Write each line exactly as it stands, from the line containing "pub const fn is_princess(self)" through the end of the data.

*** Opening of Source data ***

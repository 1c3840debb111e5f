use crate::model::rank::Rank;
use core::fmt;
use serde::{Deserialize, Serialize};

/// A physical card. `(rank, copy)` is unique across the catalog.
#[derive(Debug, Clone, Copy, PartialEq, Eq, Hash, Serialize, Deserialize)]
pub struct Card {
    pub rank: Rank,
    pub copy: u8,
}

impl Card {
    pub const fn new(rank: Rank, copy: u8) -> Self {
        Self { rank, copy }
    }

    pub fn id(self) -> String {
        format!("card-{}-{}", self.rank.value(), self.copy)
    }

    pub const fn name(self) -> &'static str {
        self.rank.name()
    }

    pub const fn value(self) -> u8 {
        self.rank.value()
    }

    pub const fn is_princess(self) -> bool {
        matches!(self.rank, Rank::Princess)
    }
}

impl fmt::Display for Card {
    fn fmt(&self, f: &mut fmt::Formatter<'_>) -> fmt::Result {
        write!(f, "{}#{}", self.rank, self.copy)
    }
}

*** Close of Source data ***

**Completed task**:
    pub const fn is_princess(self) -> bool {
        matches!(self.rank, Rank::Princess)
    }
}

impl fmt::Display for Card {
    fn fmt(&self, f: &mut fmt::Formatter<'_>) -> fmt::Result {
        write!(f, "{}#{}", self.rank, self.copy)
    }
}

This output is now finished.